Suicidio assistito
I vescovi italiani hanno preso posizione contro la pssibilità di legalizzare il suicidio assistito. Credo che sia dovere dei vescovi insegnare ai loro fedeli qual è il significato della vita umana e l’esigenza di accettare la vita come un dono di Dio fino alla fine. Naturalmente con la debita distinzione tra eutanasia e rinunzia all’accanimento terapeutico. Questo non significa però che lo Stato debba adeguarsi al punto di vista di una confessione religiosa. Il legislatore deve tener conto dei diversi punti di vista e consentire (non certo rendere obbligatorie) certe scelte che in determinati casi certe persone ritengono opportune e conformi alla dignità della persona umana. Certo i rischi non mancano, e la legge deve cercare di prevenirli nel migliore dei modi. Ma non può, per evitare i rischi, privare le persone di quelle possibilità che la ragione e la scienza consentono loro. Ci sono situazioni e momenti dell’esistenza umana in cui lo Stato e la Chiesa devono ritirarsi in rispettoso silenzio.

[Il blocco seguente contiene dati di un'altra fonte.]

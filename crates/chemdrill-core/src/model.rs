//! Core data model types for chemdrill.
//!
//! These are the fundamental types the entire chemdrill system uses to
//! represent question records, pools, quiz settings, and score history.

use std::fmt;
use std::str::FromStr;
use std::sync::Arc;

use chrono::{DateTime, Utc};
use serde::{Deserialize, Serialize};

/// A single quiz item: one compound, reaction, or classification entry.
///
/// Records are immutable once loaded; `id` is unique within a pool.
#[derive(Debug, Clone, PartialEq, Eq, Serialize, Deserialize)]
pub struct QuestionRecord {
    /// Stable identifier, unique within a pool.
    pub id: String,
    /// Prompt-facing label (compound name, reaction name, item label).
    pub name: String,
    /// The answerable field: formula, balanced equation, or class label
    /// depending on the pool type.
    pub answer: String,
    /// Domain subcategory classifier (e.g. "alkane", "strong-acid").
    #[serde(default)]
    pub family: Option<String>,
    /// Normalized topic tags (lower-cased, trimmed).
    #[serde(default)]
    pub tags: Vec<String>,
}

impl QuestionRecord {
    /// The value of the given answer field on this record.
    pub fn field(&self, field: AnswerField) -> &str {
        match field {
            AnswerField::Name => &self.name,
            AnswerField::Answer => &self.answer,
        }
    }
}

/// Which field of a record a question asks for.
#[derive(Debug, Clone, Copy, PartialEq, Eq, Hash, Serialize, Deserialize)]
#[serde(rename_all = "lowercase")]
pub enum AnswerField {
    /// Quiz on the record's display name.
    Name,
    /// Quiz on the record's answer field (formula / equation / class).
    Answer,
}

/// The kind of question pool. Doubles as the quiz mode for history scoping.
#[derive(Debug, Clone, Copy, PartialEq, Eq, Hash, Serialize, Deserialize)]
#[serde(rename_all = "lowercase")]
pub enum PoolType {
    Compounds,
    Reactions,
    Classification,
}

impl PoolType {
    /// The wire field that marks an entity of this pool type.
    ///
    /// Used by the loader's cross-wiring guard: a `records` array whose
    /// elements carry a different marker than requested is rejected.
    pub fn marker_field(&self) -> &'static str {
        match self {
            PoolType::Compounds => "formula",
            PoolType::Reactions => "equation",
            PoolType::Classification => "class",
        }
    }

    /// All pool types, for marker-field lookups.
    pub fn all() -> [PoolType; 3] {
        [
            PoolType::Compounds,
            PoolType::Reactions,
            PoolType::Classification,
        ]
    }
}

impl fmt::Display for PoolType {
    fn fmt(&self, f: &mut fmt::Formatter<'_>) -> fmt::Result {
        match self {
            PoolType::Compounds => write!(f, "compounds"),
            PoolType::Reactions => write!(f, "reactions"),
            PoolType::Classification => write!(f, "classification"),
        }
    }
}

impl FromStr for PoolType {
    type Err = String;

    fn from_str(s: &str) -> Result<Self, Self::Err> {
        match s.to_lowercase().as_str() {
            "compounds" => Ok(PoolType::Compounds),
            "reactions" => Ok(PoolType::Reactions),
            "classification" => Ok(PoolType::Classification),
            other => Err(format!("unknown pool type: {other}")),
        }
    }
}

/// An ordered, immutable set of question records for one `(category, type)`
/// selection. Cheap to clone; replaced wholesale on reload.
#[derive(Debug, Clone)]
pub struct QuestionPool {
    records: Arc<Vec<QuestionRecord>>,
}

impl QuestionPool {
    pub fn new(records: Vec<QuestionRecord>) -> Self {
        Self {
            records: Arc::new(records),
        }
    }

    pub fn records(&self) -> &[QuestionRecord] {
        &self.records
    }

    pub fn len(&self) -> usize {
        self.records.len()
    }

    pub fn is_empty(&self) -> bool {
        self.records.is_empty()
    }

    pub fn iter(&self) -> std::slice::Iter<'_, QuestionRecord> {
        self.records.iter()
    }
}

impl From<Vec<QuestionRecord>> for QuestionPool {
    fn from(records: Vec<QuestionRecord>) -> Self {
        QuestionPool::new(records)
    }
}

/// Fixed batch sizes offered by the quiz UI.
#[derive(Debug, Clone, Copy, PartialEq, Eq, Hash, Serialize, Deserialize)]
pub enum BatchSize {
    Ten,
    Twenty,
    Forty,
}

impl BatchSize {
    pub fn len(&self) -> usize {
        match self {
            BatchSize::Ten => 10,
            BatchSize::Twenty => 20,
            BatchSize::Forty => 40,
        }
    }
}

impl fmt::Display for BatchSize {
    fn fmt(&self, f: &mut fmt::Formatter<'_>) -> fmt::Result {
        write!(f, "{}", self.len())
    }
}

/// How many questions a session covers.
///
/// The "start index present iff batch mode" invariant is encoded in the
/// type: only `Batch` carries a start, and it is always 1-based.
#[derive(Debug, Clone, Copy, PartialEq, Eq, Serialize, Deserialize)]
#[serde(tag = "mode", rename_all = "lowercase")]
pub enum CountMode {
    /// The whole pool, or its first `count` records when set.
    All { count: Option<usize> },
    /// A fixed-size window starting at a 1-based offset into the pool.
    Batch { size: BatchSize, start: usize },
}

/// Presentation order of the resolved question list.
#[derive(Debug, Clone, Copy, PartialEq, Eq, Serialize, Deserialize)]
#[serde(rename_all = "lowercase")]
pub enum OrderMode {
    Sequential,
    Shuffle,
}

/// User-chosen settings for one quiz session.
#[derive(Debug, Clone, Copy, PartialEq, Eq, Serialize, Deserialize)]
pub struct QuizSettings {
    pub count: CountMode,
    pub order: OrderMode,
}

impl QuizSettings {
    pub fn shuffle_active(&self) -> bool {
        self.order == OrderMode::Shuffle
    }

    /// Derive the canonical range key for these settings.
    ///
    /// Two settings addressing the same logical slice of the pool derive the
    /// same key, regardless of order mode.
    pub fn range_key(&self) -> RangeKey {
        match self.count {
            CountMode::Batch { size, start } => RangeKey(format!("{}:{start}", size.len())),
            CountMode::All { count: Some(n) } => RangeKey(format!("all:{n}")),
            CountMode::All { count: None } => RangeKey("all:*".to_string()),
        }
    }
}

/// Canonical string naming a slice of the pool (a batch or the whole set).
///
/// Scopes score history and resumption: `"<B>:<start>"` for batch modes,
/// `"all:<n>"` or `"all:*"` for the all mode.
#[derive(Debug, Clone, PartialEq, Eq, Hash, Serialize, Deserialize)]
#[serde(transparent)]
pub struct RangeKey(String);

impl RangeKey {
    pub fn as_str(&self) -> &str {
        &self.0
    }
}

impl fmt::Display for RangeKey {
    fn fmt(&self, f: &mut fmt::Formatter<'_>) -> fmt::Result {
        write!(f, "{}", self.0)
    }
}

/// One answered question, as fed to the scoring engine. Ephemeral.
#[derive(Debug, Clone, Copy, PartialEq, Eq)]
pub struct ScoreEvent {
    pub is_correct: bool,
    pub elapsed_ms: u64,
    /// Consecutive correct answers to the same question, including this one.
    pub streak: u32,
    pub shuffle_active: bool,
}

/// A completed session's score, as persisted in the leaderboard.
#[derive(Debug, Clone, PartialEq, Eq, Serialize, Deserialize)]
pub struct ScoreHistoryEntry {
    pub score: u32,
    pub correct_count: u32,
    pub total_count: u32,
    pub recorded_at: DateTime<Utc>,
}

/// The scope a score history list is keyed by: quiz mode times pool slice.
#[derive(Debug, Clone, PartialEq, Eq, Hash, Serialize, Deserialize)]
pub struct HistoryScope {
    pub mode: PoolType,
    pub range: RangeKey,
}

impl HistoryScope {
    pub fn new(mode: PoolType, range: RangeKey) -> Self {
        Self { mode, range }
    }
}

impl fmt::Display for HistoryScope {
    fn fmt(&self, f: &mut fmt::Formatter<'_>) -> fmt::Result {
        write!(f, "{}_{}", self.mode, self.range)
    }
}

#[cfg(test)]
mod tests {
    use super::*;

    #[test]
    fn pool_type_display_and_parse() {
        assert_eq!(PoolType::Compounds.to_string(), "compounds");
        assert_eq!(PoolType::Reactions.to_string(), "reactions");
        assert_eq!(
            "compounds".parse::<PoolType>().unwrap(),
            PoolType::Compounds
        );
        assert_eq!(
            "Classification".parse::<PoolType>().unwrap(),
            PoolType::Classification
        );
        assert!("elements".parse::<PoolType>().is_err());
    }

    #[test]
    fn marker_fields_are_distinct() {
        let markers: std::collections::HashSet<_> =
            PoolType::all().iter().map(|t| t.marker_field()).collect();
        assert_eq!(markers.len(), 3);
    }

    #[test]
    fn range_key_batch_modes() {
        let settings = QuizSettings {
            count: CountMode::Batch {
                size: BatchSize::Ten,
                start: 21,
            },
            order: OrderMode::Sequential,
        };
        assert_eq!(settings.range_key().as_str(), "10:21");

        let settings = QuizSettings {
            count: CountMode::Batch {
                size: BatchSize::Forty,
                start: 1,
            },
            order: OrderMode::Shuffle,
        };
        assert_eq!(settings.range_key().as_str(), "40:1");
    }

    #[test]
    fn range_key_all_modes() {
        let whole = QuizSettings {
            count: CountMode::All { count: None },
            order: OrderMode::Sequential,
        };
        assert_eq!(whole.range_key().as_str(), "all:*");

        let first_fifty = QuizSettings {
            count: CountMode::All { count: Some(50) },
            order: OrderMode::Sequential,
        };
        assert_eq!(first_fifty.range_key().as_str(), "all:50");
    }

    #[test]
    fn range_key_ignores_order_mode() {
        let sequential = QuizSettings {
            count: CountMode::Batch {
                size: BatchSize::Twenty,
                start: 41,
            },
            order: OrderMode::Sequential,
        };
        let shuffled = QuizSettings {
            order: OrderMode::Shuffle,
            ..sequential
        };
        assert_eq!(sequential.range_key(), shuffled.range_key());
    }

    #[test]
    fn record_serde_roundtrip() {
        let record = QuestionRecord {
            id: "c-001".into(),
            name: "Sulfuric acid".into(),
            answer: "H2SO4".into(),
            family: Some("strong-acid".into()),
            tags: vec!["acid".into(), "inorganic".into()],
        };
        let json = serde_json::to_string(&record).unwrap();
        let back: QuestionRecord = serde_json::from_str(&json).unwrap();
        assert_eq!(back, record);
    }

    #[test]
    fn record_optional_fields_default() {
        let json = r#"{"id":"c-1","name":"Water","answer":"H2O"}"#;
        let record: QuestionRecord = serde_json::from_str(json).unwrap();
        assert!(record.family.is_none());
        assert!(record.tags.is_empty());
    }

    #[test]
    fn pool_is_cheap_to_clone() {
        let pool = QuestionPool::new(vec![QuestionRecord {
            id: "c-1".into(),
            name: "Water".into(),
            answer: "H2O".into(),
            family: None,
            tags: vec![],
        }]);
        let clone = pool.clone();
        assert_eq!(clone.len(), 1);
        assert_eq!(clone.records()[0].id, pool.records()[0].id);
    }
}
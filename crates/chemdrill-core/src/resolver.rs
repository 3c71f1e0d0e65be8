//! Question set resolution: shuffle, slice, and batch a raw pool.
//!
//! Pure and free of I/O; the only nondeterminism is the injected random
//! source, so property tests can run seeded.

use rand::seq::SliceRandom;
use rand::Rng;

use crate::model::{CountMode, OrderMode, QuestionPool, QuestionRecord, QuizSettings};

/// Produce the ordered question list for one session.
///
/// When shuffling, the **entire pool** is shuffled before any slicing, so
/// any record can appear in any batch across repeated runs. Batch windows
/// use a 1-based start and clip to pool bounds; a start beyond the pool (or
/// the invalid start 0) yields an empty list, which callers treat as "no
/// next range" rather than an error. The input pool is never mutated.
pub fn resolve<R: Rng + ?Sized>(
    pool: &QuestionPool,
    settings: &QuizSettings,
    rng: &mut R,
) -> Vec<QuestionRecord> {
    let mut records: Vec<QuestionRecord> = pool.records().to_vec();

    if settings.order == OrderMode::Shuffle {
        records.shuffle(rng);
    }

    match settings.count {
        CountMode::All { count: None } => records,
        CountMode::All { count: Some(n) } => {
            records.truncate(n);
            records
        }
        CountMode::Batch { size, start } => {
            if start == 0 {
                return Vec::new();
            }
            let lo = start - 1;
            if lo >= records.len() {
                return Vec::new();
            }
            let hi = (lo + size.len()).min(records.len());
            records[lo..hi].to_vec()
        }
    }
}
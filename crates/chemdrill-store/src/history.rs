//! Per-scope score history with top-N retention.
//!
//! Each `(mode, range)` scope keeps its best five scores, sorted
//! descending. Only the truncated list is persisted; displaced entries are
//! discarded. Durable write failures degrade to a no-op write, never an
//! error, so losing one history write cannot abort a session.

use std::sync::Arc;

use chemdrill_core::model::{HistoryScope, ScoreHistoryEntry};

use crate::durable::DurableStore;

/// How many entries each scope retains.
pub const HISTORY_CAP: usize = 5;

const KEY_PREFIX: &str = "chemdrill_history";

/// Ranked score lists keyed by `(mode, rangeKey)`.
pub struct HistoryStore {
    durable: Arc<dyn DurableStore>,
}

impl HistoryStore {
    pub fn new(durable: Arc<dyn DurableStore>) -> Self {
        Self { durable }
    }

    fn key(scope: &HistoryScope) -> String {
        format!("{KEY_PREFIX}_{scope}")
    }

    fn load(&self, scope: &HistoryScope) -> Vec<ScoreHistoryEntry> {
        let Some(raw) = self.durable.get(&Self::key(scope)) else {
            return Vec::new();
        };
        match serde_json::from_str(&raw) {
            Ok(entries) => entries,
            Err(e) => {
                tracing::warn!(scope = %scope, error = %e, "history list is corrupt, starting over");
                Vec::new()
            }
        }
    }

    /// Whether `score` would beat the scope's current best.
    ///
    /// Must be asked **before** [`record`](Self::record): once the entry is
    /// persisted it is indistinguishable from the prior best.
    pub fn is_new_record(&self, scope: &HistoryScope, score: u32) -> bool {
        match self.load(scope).first() {
            Some(best) => score > best.score,
            None => true,
        }
    }

    /// Append an entry, re-rank the scope, and persist the top
    /// [`HISTORY_CAP`] entries.
    pub fn record(&self, scope: &HistoryScope, entry: ScoreHistoryEntry) {
        let mut entries = self.load(scope);
        entries.push(entry);
        entries.sort_by(|a, b| b.score.cmp(&a.score));
        entries.truncate(HISTORY_CAP);

        match serde_json::to_string(&entries) {
            Ok(json) => {
                if let Err(e) = self.durable.set(&Self::key(scope), &json) {
                    tracing::warn!(scope = %scope, error = %e, "history write failed, score not persisted");
                }
            }
            Err(e) => {
                tracing::warn!(scope = %scope, error = %e, "history serialization failed");
            }
        }
    }

    /// The scope's best entries, highest score first, at most `n` and never
    /// more than the retained size.
    pub fn top_n(&self, scope: &HistoryScope, n: usize) -> Vec<ScoreHistoryEntry> {
        let mut entries = self.load(scope);
        entries.truncate(n.min(HISTORY_CAP));
        entries
    }
}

Credo che nessuno abbia il diritto di imporre ad un’altra persona una vita che gli è divenuta intollerabile e a cui già la natura avrebbe posto fine, se non ci si accanisse a prolungarla con sofisticati macchinari. Penso però che a monte si ponga il problema del labile confine che, con tutti i mezzi della moderna medicina, si viene a creare tra il naturale concludersi dell’esistenza e l’accanimento terapeutico. Credo che in molti casi sia davvero difficile per i medici prendere decisioni: quando sospendere le cure e lasciare che la natura faccia il suo corso? Quando, a fronte di intollerabili dolori, somministrare farmaci che probabilmente affretteranno una dolce morte? Sono interrogativi inquietanti a cui, penso, molti medici ogni giorno non possono sottrarsi, nei reparti di oncologia piuttosto che di terapia intensiva.
E’ certamente necessario tenere separate le posizioni della Chiesa e dello Stato … comunque nella Chiesa oggi non sono pochi i teologi, vedi Kung, che non ritengono sbagliato decidere in determinate situazioni di decidere di porre fine alla propria esistenza consegnandola a Dio. Non credo che in tal modo si neghi il significato della vita umana, il pensiero contrario mi sembra ancora legato alla teoria del sacrificio che, nella sostanza, credo superata dalla stessa dottrina.
Forse una Chiesa che si fosse posta principalmente il compito di trasmettere l’autentico messaggio evangelico interpretato alla luce dei tempi attraverso una coerente formazione dei suoi fedeli, non avrebbe bisogno di sentirsi in obbligo di intervenire ogni volta che lo Stato emette Leggi che non condivide.
Lo Stato dovrebbe essere libero da condizionamenti ecclesiastici, quando emette Leggi rispettose delle esigenze dei suoi cittadini.
Sarà compito del Cristiano cattolico autenticamente formato a una coscienza libera e rispettosa dell’altro, agire coerentemente, garantendo la libertà di tutti: credenti o non. I diritti degli altri dovrebbero essere rispettati, insieme ai nostri.